Material provided START

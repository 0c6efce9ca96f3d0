use crate::{models::Stats, services::OracleCache};
use std::sync::atomic::{AtomicU64, Ordering};
use std::sync::Arc;
use std::time::{Duration, Instant};

#[derive(Debug, Clone, Copy, PartialEq, Eq)]
pub enum Operation {
    Estimate,
    Forecast,
    Congestion,
}

pub struct Analytics {
    cache: Arc<OracleCache>,
    estimate_requests: AtomicU64,
    forecast_requests: AtomicU64,
    congestion_requests: AtomicU64,
    failed_requests: AtomicU64,
    total_latency_us: AtomicU64,
    start_time: Instant,
}

impl Analytics {
    pub fn new(cache: Arc<OracleCache>) -> Self {
        Self {
            cache,
            estimate_requests: AtomicU64::new(0),
            forecast_requests: AtomicU64::new(0),
            congestion_requests: AtomicU64::new(0),
            failed_requests: AtomicU64::new(0),
            total_latency_us: AtomicU64::new(0),
            start_time: Instant::now(),
        }
    }

    pub fn record_request(&self, operation: Operation, elapsed: Duration, succeeded: bool) {
        let counter = match operation {
            Operation::Estimate => &self.estimate_requests,
            Operation::Forecast => &self.forecast_requests,
            Operation::Congestion => &self.congestion_requests,
        };
        counter.fetch_add(1, Ordering::Relaxed);
        if !succeeded {
            self.failed_requests.fetch_add(1, Ordering::Relaxed);
        }
        self.total_latency_us
            .fetch_add(elapsed.as_micros() as u64, Ordering::Relaxed);

        tracing::debug!(
            "{:?} request served in {:.2}ms (ok: {})",
            operation,
            elapsed.as_secs_f64() * 1000.0,
            succeeded
        );
    }

    pub fn get_stats(&self) -> Stats {
        let estimate_requests = self.estimate_requests.load(Ordering::Relaxed);
        let forecast_requests = self.forecast_requests.load(Ordering::Relaxed);
        let congestion_requests = self.congestion_requests.load(Ordering::Relaxed);
        let total_requests = estimate_requests + forecast_requests + congestion_requests;

        let avg_response_time_ms = if total_requests == 0 {
            0.0
        } else {
            self.total_latency_us.load(Ordering::Relaxed) as f64 / total_requests as f64 / 1000.0
        };

        Stats {
            total_requests,
            estimate_requests,
            forecast_requests,
            congestion_requests,
            failed_requests: self.failed_requests.load(Ordering::Relaxed),
            cache_hit_rate: self.cache.metrics().hit_rate(),
            avg_response_time_ms,
            uptime_seconds: self.uptime_seconds(),
        }
    }

    pub fn uptime_seconds(&self) -> u64 {
        self.start_time.elapsed().as_secs()
    }
}

#[cfg(test)]
mod tests {
    use super::*;

    #[test]
    fn test_stats_aggregate_requests() {
        let analytics = Analytics::new(Arc::new(OracleCache::new(10)));
        analytics.record_request(Operation::Estimate, Duration::from_millis(4), true);
        analytics.record_request(Operation::Estimate, Duration::from_millis(2), false);
        analytics.record_request(Operation::Congestion, Duration::from_millis(6), true);

        let stats = analytics.get_stats();
        assert_eq!(stats.total_requests, 3);
        assert_eq!(stats.estimate_requests, 2);
        assert_eq!(stats.forecast_requests, 0);
        assert_eq!(stats.failed_requests, 1);
        assert_eq!(stats.avg_response_time_ms, 4.0);
        assert_eq!(stats.cache_hit_rate, 0.0);
    }
}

Material provided END

(Work instructions) Repeat, word for word, all the lines above.

(The completed task)
repository 0c6efce9ca96f3d0
use crate::{models::Stats, services::OracleCache};
use std::sync::atomic::{AtomicU64, Ordering};
use std::sync::Arc;
use std::time::{Duration, Instant};

#[derive(Debug, Clone, Copy, PartialEq, Eq)]
pub enum Operation {
    Estimate,
    Forecast,
    Congestion,
}

pub struct Analytics {
    cache: Arc<OracleCache>,
    estimate_requests: AtomicU64,
    forecast_requests: AtomicU64,
    congestion_requests: AtomicU64,
    failed_requests: AtomicU64,
    total_latency_us: AtomicU64,
    start_time: Instant,
}

impl Analytics {
    pub fn new(cache: Arc<OracleCache>) -> Self {
        Self {
            cache,
            estimate_requests: AtomicU64::new(0),
            forecast_requests: AtomicU64::new(0),
            congestion_requests: AtomicU64::new(0),
            failed_requests: AtomicU64::new(0),
            total_latency_us: AtomicU64::new(0),
            start_time: Instant::now(),
        }
    }

    pub fn record_request(&self, operation: Operation, elapsed: Duration, succeeded: bool) {
        let counter = match operation {
            Operation::Estimate => &self.estimate_requests,
            Operation::Forecast => &self.forecast_requests,
            Operation::Congestion => &self.congestion_requests,
        };
        counter.fetch_add(1, Ordering::Relaxed);
        if !succeeded {
            self.failed_requests.fetch_add(1, Ordering::Relaxed);
        }
        self.total_latency_us
            .fetch_add(elapsed.as_micros() as u64, Ordering::Relaxed);

        tracing::debug!(
            "{:?} request served in {:.2}ms (ok: {})",
            operation,
            elapsed.as_secs_f64() * 1000.0,
            succeeded
        );
    }

    pub fn get_stats(&self) -> Stats {
        let estimate_requests = self.estimate_requests.load(Ordering::Relaxed);
        let forecast_requests = self.forecast_requests.load(Ordering::Relaxed);
        let congestion_requests = self.congestion_requests.load(Ordering::Relaxed);
        let total_requests = estimate_requests + forecast_requests + congestion_requests;

        let avg_response_time_ms = if total_requests == 0 {
            0.0
        } else {
            self.total_latency_us.load(Ordering::Relaxed) as f64 / total_requests as f64 / 1000.0
        };

        Stats {
            total_requests,
            estimate_requests,
            forecast_requests,
            congestion_requests,
            failed_requests: self.failed_requests.load(Ordering::Relaxed),
            cache_hit_rate: self.cache.metrics().hit_rate(),
            avg_response_time_ms,
            uptime_seconds: self.uptime_seconds(),
        }
    }

    pub fn uptime_seconds(&self) -> u64 {
        self.start_time.elapsed().as_secs()
    }
}

#[cfg(test)]
mod tests {
    use super::*;

    #[test]
    fn test_stats_aggregate_requests() {
        let analytics = Analytics::new(Arc::new(OracleCache::new(10)));
        analytics.record_request(Operation::Estimate, Duration::from_millis(4), true);
        analytics.record_request(Operation::Estimate, Duration::from_millis(2), false);
        analytics.record_request(Operation::Congestion, Duration::from_millis(6), true);

        let stats = analytics.get_stats();
        assert_eq!(stats.total_requests, 3);
        assert_eq!(stats.estimate_requests, 2);
        assert_eq!(stats.forecast_requests, 0);
        assert_eq!(stats.failed_requests, 1);
        assert_eq!(stats.avg_response_time_ms, 4.0);
        assert_eq!(stats.cache_hit_rate, 0.0);
    }
}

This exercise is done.